Her email comes during a nationwide surge in Covid-19 cases and a spike in the Boston area.

“We’re in a big spike, and now there’s a new strain of Covid, which is highly contagious – and so Harvard, obviously, is making very careful decisions,” Tedeschi said in an interview Saturday.

“Our continued collaboration and planning with university leadership to keep students, campus, and community safe will help us determine next steps over the course of this year,” she wrote in the email.

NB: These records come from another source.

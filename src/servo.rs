use crate::actuator::{ActuatorError, ActuatorOutput};
use crate::config::{Config, SweepConfig};
use std::collections::HashMap;
use std::sync::Arc;
use std::time::Duration;
use thiserror::Error;
use tokio::sync::{broadcast, mpsc};
use tokio::task::JoinHandle;
use tokio::time::{sleep, timeout_at, Instant};

/// Duty cycle at 0°.
pub const SERVO_DUTY_OFFSET: f64 = 2.5;
/// Degrees per percent of duty cycle; 180° lands on 12.5%.
pub const SERVO_DUTY_SCALE: f64 = 18.0;

pub fn clamp_angle(angle: f64) -> f64 {
    if angle.is_nan() {
        return 0.0;
    }
    angle.clamp(0.0, 180.0)
}

pub fn angle_to_duty_cycle(angle: f64) -> f64 {
    SERVO_DUTY_OFFSET + clamp_angle(angle) / SERVO_DUTY_SCALE
}

pub fn duty_cycle_to_angle(duty: f64) -> f64 {
    clamp_angle((duty - SERVO_DUTY_OFFSET) * SERVO_DUTY_SCALE)
}

/// `steps` evenly spaced angles from `start` to `target`, both included.
/// A single step goes straight to `target`.
pub fn interpolate_angles(start: f64, target: f64, steps: usize) -> Vec<f64> {
    let start = clamp_angle(start);
    let target = clamp_angle(target);
    match steps {
        0 => Vec::new(),
        1 => vec![target],
        _ => {
            let increment = (target - start) / (steps - 1) as f64;
            (0..steps)
                .map(|i| {
                    if i == steps - 1 {
                        target
                    } else {
                        start + increment * i as f64
                    }
                })
                .collect()
        }
    }
}

#[derive(Debug, Clone, Copy, PartialEq)]
pub struct SweepPlan {
    pub start_angle: f64,
    pub target_angle: f64,
    pub duration: Duration,
    pub steps: usize,
    pub return_pause: Duration,
}

impl SweepPlan {
    pub fn from_config(config: &SweepConfig) -> Self {
        Self {
            start_angle: config.start_angle,
            target_angle: config.target_angle,
            duration: config.get_duration(),
            steps: config.steps,
            return_pause: config.get_return_pause(),
        }
    }

    pub fn step_interval(&self) -> Duration {
        self.duration / self.steps.max(1) as u32
    }
}

#[derive(Debug, Clone, Copy, PartialEq, Eq)]
pub enum SweepLaunch {
    Started,
    /// The servo is still owned by an earlier sweep; nothing was written.
    Rejected,
}

#[derive(Error, Debug, Clone, PartialEq)]
pub enum SweepError {
    #[error("Unknown servo: {0}")]
    UnknownServo(String),
    #[error("Invalid sweep: {0}")]
    InvalidPlan(String),
    #[error("Servo output failed: {0}")]
    Actuator(#[from] ActuatorError),
}

/// A sweep task that lost its servo output.
#[derive(Debug, Clone, PartialEq)]
pub struct SweepFailure {
    pub servo: String,
    pub error: ActuatorError,
}

struct ServoSlot {
    channel: u8,
    /// Start angle of the latest sweep; where the servo idles.
    park_angle: f64,
    task: Option<JoinHandle<()>>,
}

impl ServoSlot {
    fn is_busy(&self) -> bool {
        self.task.as_ref().is_some_and(|task| !task.is_finished())
    }
}

/// Launches interpolated servo sweeps as background tasks.
///
/// A servo belongs to at most one running sweep. Requests for a servo that
/// is still sweeping are rejected, never queued.
pub struct ServoSweeper {
    actuator: Arc<dyn ActuatorOutput>,
    slots: HashMap<String, ServoSlot>,
    shutdown_tx: broadcast::Sender<()>,
    failure_tx: mpsc::UnboundedSender<SweepFailure>,
    failure_rx: mpsc::UnboundedReceiver<SweepFailure>,
    shutting_down: bool,
}

impl ServoSweeper {
    pub fn new(actuator: Arc<dyn ActuatorOutput>, config: &Config) -> Self {
        let slots = config
            .servos
            .iter()
            .map(|servo| {
                let slot = ServoSlot {
                    channel: servo.pwm_channel,
                    park_angle: servo.rest_angle,
                    task: None,
                };
                (servo.name.clone(), slot)
            })
            .collect();
        let (shutdown_tx, _) = broadcast::channel(1);
        let (failure_tx, failure_rx) = mpsc::unbounded_channel();

        Self {
            actuator,
            slots,
            shutdown_tx,
            failure_tx,
            failure_rx,
            shutting_down: false,
        }
    }

    pub fn is_sweeping(&self, servo_id: &str) -> bool {
        self.slots.get(servo_id).is_some_and(ServoSlot::is_busy)
    }

    /// Writes the first step of the sweep, then spawns the rest of it
    /// without waiting.
    pub fn start(&mut self, servo_id: &str, plan: SweepPlan) -> Result<SweepLaunch, SweepError> {
        let slot = self
            .slots
            .get_mut(servo_id)
            .ok_or_else(|| SweepError::UnknownServo(servo_id.to_string()))?;

        if plan.steps == 0 {
            return Err(SweepError::InvalidPlan("a sweep needs at least one step".into()));
        }

        if self.shutting_down || slot.is_busy() {
            tracing::info!(servo = servo_id, "Sweep already in progress, request ignored");
            return Ok(SweepLaunch::Rejected);
        }

        let outward = interpolate_angles(plan.start_angle, plan.target_angle, plan.steps);
        self.actuator
            .set_duty_cycle(slot.channel, angle_to_duty_cycle(outward[0]))?;
        slot.park_angle = plan.start_angle;

        let sweep = Sweep {
            servo: servo_id.to_string(),
            channel: slot.channel,
            plan,
            actuator: Arc::clone(&self.actuator),
        };
        let shutdown_rx = self.shutdown_tx.subscribe();
        let failure_tx = self.failure_tx.clone();

        slot.task = Some(tokio::spawn(async move {
            let servo = sweep.servo.clone();
            if let Err(error) = sweep.run(shutdown_rx).await {
                tracing::error!(servo = %servo, "Servo sweep failed: {}", error);
                let _ = failure_tx.send(SweepFailure { servo, error });
            }
        }));

        tracing::info!(
            servo = servo_id,
            from = plan.start_angle,
            to = plan.target_angle,
            steps = plan.steps,
            "Sweep launched"
        );
        Ok(SweepLaunch::Started)
    }

    /// Next failure reported by a finished sweep, if any.
    pub fn take_failure(&mut self) -> Option<SweepFailure> {
        self.failure_rx.try_recv().ok()
    }

    /// Waits for the next sweep failure. Cancel safe.
    pub async fn next_failure(&mut self) -> Option<SweepFailure> {
        self.failure_rx.recv().await
    }

    /// Stops every running sweep. All tasks share one `grace` deadline to
    /// park their servo; stragglers are aborted and parked here once they
    /// are gone.
    pub async fn shutdown(&mut self, grace: Duration) {
        self.shutting_down = true;
        let _ = self.shutdown_tx.send(());
        let deadline = Instant::now() + grace;

        for (name, slot) in self.slots.iter_mut() {
            let Some(mut task) = slot.task.take() else {
                continue;
            };
            let stopped = if Instant::now() >= deadline {
                task.is_finished()
            } else {
                timeout_at(deadline, &mut task).await.is_ok()
            };
            if stopped {
                continue;
            }
            task.abort();
            // The task may be mid-poll on another worker.
            let _ = task.await;
            tracing::warn!(servo = %name, "Sweep did not stop in time, parking servo");
            if let Err(e) = self
                .actuator
                .set_duty_cycle(slot.channel, angle_to_duty_cycle(slot.park_angle))
            {
                tracing::error!(servo = %name, "Failed to park servo: {}", e);
            }
        }
    }
}

enum Progress {
    Completed,
    Cancelled,
}

async fn wait(duration: Duration, shutdown_rx: &mut broadcast::Receiver<()>) -> Progress {
    tokio::select! {
        _ = sleep(duration) => Progress::Completed,
        _ = shutdown_rx.recv() => Progress::Cancelled,
    }
}

struct Sweep {
    servo: String,
    channel: u8,
    plan: SweepPlan,
    actuator: Arc<dyn ActuatorOutput>,
}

The Museums — which include the Fogg Museum, the Busch-Reisinger Museum, and the Arthur M. Sackler Museum — shut their doors in March 2020, along with most other Harvard institutions. In September, Tedeschi announced the Museums would remain closed through the end of the calendar year, and would re-open “pending university approval and guidance.”

Though the Museums remain closed to the public, they will continue to allow “essential museum business,” to take place in person, Tedeschi said in the interview. In-person operations include art conservation, gallery rearrangement, and research. Tedeschi said 25 percent of the Museum’s employees qualify for in-person work.

In March, the Covid pandemic forced the Museums to find new ways to make their collections and expertise available to the public, Tedeschi said.

“As a public institution, we’re usually in the business of bringing people from all over the place to the campus,” she said. “We suddenly realized that if we wanted to stay open, we had to stay open in a different way.”

The Museums created virtual programming, including discussions with curators, remote student-guided tours of the collections, and activities for children. Virtual programming has drawn greater attendance than previous in-person events, per Tedeschi.

“When we reopen, we’re going to have to find a way to mesh our virtual audience with our physical audience,” she said.

Tedeschi wrote in the email that museum staff are excited to open the galleries to the public as soon as it is deemed safe.

“We are truly exhilarated by the prospect of inviting visitors back to the museums as soon as we can do so safely,” she wrote.